[ python-Feature Requests-1003935 ] xrange overflows
SourceForge.net
noreply at sourceforge.net
Tue Jul 12 00:24:40 CEST 2005
Feature Requests item #1003935, was opened at 2004-08-05 15:16
Message generated for change (Comment added) made by loewis
You can respond by visiting:
https://sourceforge.net/tracker/?func=detail&atid=355470&aid=1003935&group_id=5470
Please note that this message will contain a full copy of the comment thread,
including the initial issue submission, for this request,
not just the latest update.
Category: Python Interpreter Core
Group: None
Status: Open
Resolution: None
Priority: 5
Submitted By: Hallvard B Furuseth (hfuru)
Assigned to: Raymond Hettinger (rhettinger)
Summary: xrange overflows
Initial Comment:
These restrictions are undocumented both in the
xrange doc string and in the reference manual
(Info node 'XRange Type'):
>>> xrange(maxint, maxint + 10)
Traceback (most recent call last):
File "<stdin>", line 1, in ?
OverflowError: long int too large to convert to int
>>> xrange(-100, maxint)
Traceback (most recent call last):
File "<stdin>", line 1, in ?
OverflowError: xrange() result has too many items
I hope the overflows below are bugs and not
features.
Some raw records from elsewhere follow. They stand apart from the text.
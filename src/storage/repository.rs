//! Generic JSON-backed collection repository
//!
//! Each record collection lives in its own file as a JSON array. Records are
//! kept in insertion order, which the ledger relies on for stable ordering of
//! same-day history entries.

use std::fmt::Display;
use std::path::{Path, PathBuf};
use std::sync::{RwLock, RwLockReadGuard, RwLockWriteGuard};

use serde::{de::DeserializeOwned, Serialize};

use crate::audit::EntityType;
use crate::error::{SitebookError, SitebookResult};
use crate::models::{
    Attendance, AttendanceId, Expense, ExpenseId, Income, IncomeId, LabourId, LabourPayment,
    LabourProfile, PaymentId, Vendor, VendorId,
};

use super::file_io::{read_json, write_json_atomic};

/// A record type stored in its own collection
pub trait Record: Clone + Serialize + DeserializeOwned {
    type Id: PartialEq + Display + Clone;

    const ENTITY: EntityType;

    fn id(&self) -> &Self::Id;

    /// Short label for audit entries
    fn audit_name(&self) -> Option<String> {
        None
    }
}

impl Record for Income {
    type Id = IncomeId;
    const ENTITY: EntityType = EntityType::Income;

    fn id(&self) -> &IncomeId {
        &self.id
    }

    fn audit_name(&self) -> Option<String> {
        Some(self.paid_by.label().to_string())
    }
}

impl Record for Expense {
    type Id = ExpenseId;
    const ENTITY: EntityType = EntityType::Expense;

    fn id(&self) -> &ExpenseId {
        &self.id
    }

    fn audit_name(&self) -> Option<String> {
        Some(self.paid_to.clone())
    }
}

impl Record for Vendor {
    type Id = VendorId;
    const ENTITY: EntityType = EntityType::Vendor;

    fn id(&self) -> &VendorId {
        &self.id
    }

    fn audit_name(&self) -> Option<String> {
        Some(self.name.clone())
    }
}

impl Record for LabourProfile {
    type Id = LabourId;
    const ENTITY: EntityType = EntityType::Labour;

    fn id(&self) -> &LabourId {
        &self.id
    }

    fn audit_name(&self) -> Option<String> {
        Some(self.name.clone())
    }
}

impl Record for Attendance {
    type Id = AttendanceId;
    const ENTITY: EntityType = EntityType::Attendance;

    fn id(&self) -> &AttendanceId {
        &self.id
    }
}

impl Record for LabourPayment {
    type Id = PaymentId;
    const ENTITY: EntityType = EntityType::LabourPayment;

    fn id(&self) -> &PaymentId {
        &self.id
    }
}

pub struct Repository<T: Record> {
    path: PathBuf,
    records: RwLock<Vec<T>>,
}

impl<T: Record> Repository<T> {
    pub fn new(path: PathBuf) -> Self {
        Self {
            path,
            records: RwLock::new(Vec::new()),
        }
    }

    pub fn path(&self) -> &Path {
        &self.path
    }

    fn read(&self) -> SitebookResult<RwLockReadGuard<'_, Vec<T>>> {
        self.records
            .read()
            .map_err(|e| SitebookError::Storage(format!("Failed to acquire read lock: {}", e)))
    }

    fn write(&self) -> SitebookResult<RwLockWriteGuard<'_, Vec<T>>> {
        self.records
            .write()
            .map_err(|e| SitebookError::Storage(format!("Failed to acquire write lock: {}", e)))
    }

    pub fn load(&self) -> SitebookResult<()> {
        let loaded: Vec<T> = read_json(&self.path)?;
        *self.write()? = loaded;
        Ok(())
    }

    pub fn save(&self) -> SitebookResult<()> {
        let records = self.read()?;
        write_json_atomic(&self.path, &*records)
    }

    pub fn get(&self, id: &T::Id) -> SitebookResult<Option<T>> {
        Ok(self.read()?.iter().find(|r| r.id() == id).cloned())
    }

    /// All records in insertion order
    pub fn get_all(&self) -> SitebookResult<Vec<T>> {
        Ok(self.read()?.clone())
    }

    pub fn count(&self) -> SitebookResult<usize> {
        Ok(self.read()?.len())
    }

    pub fn find_by<F>(&self, predicate: F) -> SitebookResult<Vec<T>>
    where
        F: Fn(&T) -> bool,
    {
        Ok(self.read()?.iter().filter(|r| predicate(r)).cloned().collect())
    }

    /// Append a record, or replace the record with the same id in place
    pub fn upsert(&self, record: T) -> SitebookResult<Option<T>> {
        let mut records = self.write()?;
        if let Some(index) = records.iter().position(|r| r.id() == record.id()) {
            return Ok(Some(std::mem::replace(&mut records[index], record)));
        }
        records.push(record);
        Ok(None)
    }

    pub fn delete(&self, id: &T::Id) -> SitebookResult<Option<T>> {
        let mut records = self.write()?;
        Ok(records
            .iter()
            .position(|r| r.id() == id)
            .map(|index| records.remove(index)))
    }

    pub fn replace_all(&self, records: Vec<T>) -> SitebookResult<()> {
        *self.write()? = records;
        Ok(())
    }
}
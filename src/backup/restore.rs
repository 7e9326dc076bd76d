//! Backup restoration for Sitebook
//!
//! A backup is parsed and validated in full before anything on disk is
//! touched; a bad file leaves the current ledger as it was.

use std::fs;
use std::path::Path;

use chrono::{DateTime, Utc};

use crate::error::{SitebookError, SitebookResult};
use crate::export::{import_from_json, ExportMetadata, FullExport};
use crate::storage::Storage;

pub struct RestoreManager<'a> {
    storage: &'a Storage,
}

impl<'a> RestoreManager<'a> {
    pub fn new(storage: &'a Storage) -> Self {
        Self { storage }
    }

    fn read_snapshot(backup_path: &Path) -> SitebookResult<FullExport> {
        let contents = fs::read_to_string(backup_path)
            .map_err(|e| SitebookError::Io(format!("Failed to read backup file: {}", e)))?;
        import_from_json(&contents)
    }

    /// Replace all records and settings with the backup contents
    pub fn restore_from_file(&self, backup_path: &Path) -> SitebookResult<RestoreResult> {
        let snapshot = Self::read_snapshot(backup_path)?;
        let result = RestoreResult {
            schema_version: snapshot.schema_version.clone(),
            backup_date: snapshot.exported_at,
            counts: ExportMetadata::describe(&snapshot.records),
        };

        let reason = format!("restore from {}", backup_path.display());
        snapshot.apply(self.storage, &reason)?;

        Ok(result)
    }

    /// Validate a backup file without restoring it
    pub fn validate_backup(&self, backup_path: &Path) -> SitebookResult<ValidationResult> {
        match Self::read_snapshot(backup_path) {
            Ok(snapshot) => Ok(ValidationResult {
                error: None,
                schema_version: Some(snapshot.schema_version.clone()),
                backup_date: snapshot.exported_at,
                counts: Some(ExportMetadata::describe(&snapshot.records)),
            }),
            Err(SitebookError::Import(reason)) => Ok(ValidationResult {
                error: Some(reason),
                schema_version: None,
                backup_date: None,
                counts: None,
            }),
            Err(e) => Err(e),
        }
    }
}

fn describe_counts(counts: &ExportMetadata) -> String {
    format!(
        "{} incomes, {} expenses, {} labourers, {} attendance marks, {} labour payments, {} vendors",
        counts.income_count,
        counts.expense_count,
        counts.labour_count,
        counts.attendance_count,
        counts.payment_count,
        counts.vendor_count
    )
}

#[derive(Debug)]
pub struct RestoreResult {
    pub schema_version: String,
    /// Absent for backups written by older versions of the app
    pub backup_date: Option<DateTime<Utc>>,
    pub counts: ExportMetadata,
}

impl RestoreResult {
    pub fn summary(&self) -> String {
        format!("Restored: {}", describe_counts(&self.counts))
    }
}

#[derive(Debug)]
pub struct ValidationResult {
    /// Why the backup cannot be restored
    pub error: Option<String>,
    pub schema_version: Option<String>,
    pub backup_date: Option<DateTime<Utc>>,
    pub counts: Option<ExportMetadata>,
}

impl ValidationResult {
    pub fn is_valid(&self) -> bool {
        self.error.is_none()
    }

    pub fn summary(&self) -> String {
        match (&self.error, &self.counts) {
            (Some(error), _) => format!("Invalid backup: {}", error),
            (None, Some(counts)) => format!(
                "Valid backup (v{}): {}",
                self.schema_version.as_deref().unwrap_or("?"),
                describe_counts(counts)
            ),
            (None, None) => "Valid backup".to_string(),
        }
    }
}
It works if 3/-3 is replaced with 1/-1:
>>> xrange(0, maxint, 3)
Traceback (most recent call last):
File "<stdin>", line 1, in ?
OverflowError: integer addition
>>> xrange(0, -maxint, -3)
Traceback (most recent call last):
File "<stdin>", line 1, in ?
OverflowError: integer addition
Python installation:
Python 2.3.3 (#1, May 25 2004, 20:22:36)
[GCC 3.2.3] on sunos5
Type "help", "copyright", "credits" or "license"
for more information.
>>> from sys import maxint
>>> "%x" % maxint
'7fffffff'
----------------------------------------------------------------------
>Comment By: Martin v. Löwis (loewis)
Date: 2005-07-12 00:24
Message:
Logged In: YES
user_id=21627
Using xrange for an infinite loop qualifies as "cute" =
"obviously straining for effect". The most natural way of an
infinite loop is "while True". There are certainly other
ways to express an infinite loop (like reading from
/dev/zero, or writing an unbounded recursion), but arguing
that xrange is "much faster" is obviously straining for
effect: If the loop is infinite, how can it be much faster?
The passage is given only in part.